By the time the festival proper got underway, on day six, the entire campsite was packed and unrecognizable from days before. People from all walks of life had pitched tents and campsites, there was music coming from multiple directions, cheerful greetings from passersby, and the revelry had begun.
One common theme which I noticed right away was the constant drinking, pot smoking, and yelling. I have no issue with the first two, though if done in excess they can certainly cause all manner of awkwardness, but the last one got on my nerves right from the start.
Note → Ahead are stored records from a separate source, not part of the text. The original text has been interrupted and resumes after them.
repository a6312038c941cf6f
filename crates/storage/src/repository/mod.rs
pub mod athlete;
pub mod category;
pub mod training_center;

#[cfg(test)]
pub(crate) mod test_support;
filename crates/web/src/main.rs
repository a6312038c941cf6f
use anyhow::Context;
use storage::Database;
use web::config::Config;

#[tokio::main]
async fn main() -> anyhow::Result<()> {
    dotenvy::dotenv().ok();

    tracing_subscriber::fmt()
        .with_env_filter(
            tracing_subscriber::EnvFilter::try_from_default_env().unwrap_or_else(|_| "info".into()),
        )
        .with_target(true)
        .with_file(true)
        .with_line_number(true)
        .init();

    tracing::info!("Starting athletes API");

    let config = Config::from_env().context("Failed to load API configuration")?;
    tracing::info!("Configuration loaded successfully");

    tracing::info!(
        "Connecting to database at: {}",
        config.redacted_database_url()
    );
    let db = Database::connect(&config.database_url, config.max_connections)
        .await
        .context("Failed to initialize database")?;
    tracing::info!("{} connection established", db.backend_name());

    tracing::info!("Running database migrations");
    db.run_migrations()
        .await
        .context("Failed to run migrations")?;
    tracing::info!("Database migrations completed successfully");

    let bind_address = config.bind_address();
    let listener = tokio::net::TcpListener::bind(&bind_address)
        .await
        .with_context(|| format!("Failed to bind {}", bind_address))?;

    tracing::info!("Starting server at http://{}", bind_address);
    tracing::info!(
        "Swagger UI available at http://{}/swagger-ui/",
        bind_address
    );

    axum::serve(listener, web::app(db))
        .with_graceful_shutdown(shutdown_signal())
        .await?;

    Ok(())
}

async fn shutdown_signal() {
    if let Err(e) = tokio::signal::ctrl_c().await {
        tracing::error!("Failed to listen for shutdown signal: {}", e);
    }
    tracing::info!("Shutting down");
}
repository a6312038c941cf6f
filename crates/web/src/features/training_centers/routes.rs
use axum::{Router, routing::get};
use storage::Database;

use super::handlers::{create_training_center, get_training_center, list_training_centers};

pub fn routes() -> Router<Database> {
    Router::new()
        .route(
            "/centros_treinamento",
            get(list_training_centers).post(create_training_center),
        )
        .route(
            "/centros_treinamento/",
            get(list_training_centers).post(create_training_center),
        )
        .route("/centros_treinamento/:id", get(get_training_center))
}
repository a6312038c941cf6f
pub mod database;
pub mod dto;
pub mod error;
pub mod models;
pub mod repository;

pub use database::Database;
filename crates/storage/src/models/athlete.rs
use chrono::NaiveDateTime;
use sqlx::FromRow;
use uuid::Uuid;

/// Row of the `athletes` table.
#[derive(Debug, Clone, FromRow)]
pub struct Athlete {
    pub athlete_id: Uuid,
    pub name: String,
    pub cpf: String,
    pub age: i32,
    pub weight: f64,
    pub height: f64,
    pub sex: String,
    pub created_at: NaiveDateTime,
    pub category_id: i32,
    pub training_center_id: i32,
}

/// Athlete joined with the names of its category and training center.
#[derive(Debug, Clone, FromRow)]
pub struct AthleteWithRelations {
    pub athlete_id: Uuid,
    pub name: String,
    pub cpf: String,
    pub age: i32,
    pub weight: f64,
    pub height: f64,
    pub sex: String,
    pub created_at: NaiveDateTime,
    pub category_name: String,
    pub training_center_name: String,
}

/// Listing projection; relation names are null when they cannot be resolved.
#[derive(Debug, Clone, FromRow)]
pub struct AthleteSummaryRow {
    pub name: String,
    pub category_name: Option<String>,
    pub training_center_name: Option<String>,
}
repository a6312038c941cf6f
pub mod athlete;
pub mod category;
pub mod common;
pub mod training_center;
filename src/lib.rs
//! # Pyglue - Python script-language adapter
//!
//! Glue between a plugin-driven host platform and an embedded Python
//! interpreter.
//!
//! Pyglue provides:
//! - A tagged value model for interpreter-native values and their decoded
//!   host-native counterparts
//! - A generic script-language trait with a pluggable language registry
//! - A Python adapter that decodes interpreter values and generates the
//!   source fragments the host splices into user scripts (parameter
//!   declarations, placeholder assignments, service calls, command
//!   invocations with output extraction)
//! - TOML-backed adapter configuration for well-known service variables

pub mod adapter;
pub mod config;
pub mod host;
pub mod value;

// Re-exports for convenient access
pub use adapter::{InputMap, LanguageRegistry, OutputMap, PythonLanguage, ScriptLanguage, VariableMap, default_registry};
pub use config::AdapterConfig;
pub use host::{CommandService, Context, HostObject, HostType, ModuleService};
pub use value::{HostValue, ScriptObject, ScriptValue};

/// Result type alias for Pyglue operations
pub type Result<T> = std::result::Result<T, Error>;

/// Error types for Pyglue operations
#[derive(Debug, thiserror::Error)]
pub enum Error {
    #[error("Parameter of type {0} not known to language; use register_parameter() first")]
    UnresolvedParameter(&'static str),

    #[error("No script language registered for: {0}")]
    UnknownLanguage(String),
}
It occurred to me that most people take holidays to get away from their daily lives which involve work, family, and self-restraint, so being in an environment where anything goes is an outlet for all kinds of urges normally suppressed. Being civil Canadians, our main outlet for all these suppressed urges seems to be screaming, most often for no specific reason. Some people scream at each other (not out of anger at all, merely because it's permitted!), others simply wail. Then there are the "woo" people. I'm not referring to folk of Oriental descent either, if I may steal a joke from Russell Peters. I'm talking about the people who, whenever something exciting occurs (or often not), scream "woo"! "Woo people" is a term I've borrowed from a friend of mine, and I'm grateful for it, as it perfectly describes this annoying and pointless sound which one most often hears at concerts and festivals. Needless to say, I try to do as little "wooing" as possible. When the fancy strikes me, I do a different type of wooing, of course, this one with a much more defined and sensual purpose.
Coming back to my previous point, I continued to feel isolated for the rest of the festival, until I decided to speak to someone about it. This person, with whom I share many qualities as well as travel experiences, though we hadn't met before, struck me as a loner herself, one who stood out from the rest of the crowd. I approached her and explained my dilemma. After talking for close to an hour, I felt relieved and suddenly not so lonely. Thank you again for your understanding and commiseration, Brie.
The highlights of NCF for me this year were, of course, slacklining, some of the musical artists which I discovered, finally learning how to produce sound from my didgeridoo, making new friends, the hour-long conversation I had with my friend Brian about science (we're not done with that one yet, Brian!), seeing a live beaver for the first time in my life (I think), and the idyllic meadow I discovered and relaxed in, and in which I caught a beautiful nymphet at a compromising moment. If she is reading this, I hope she blushes just a little.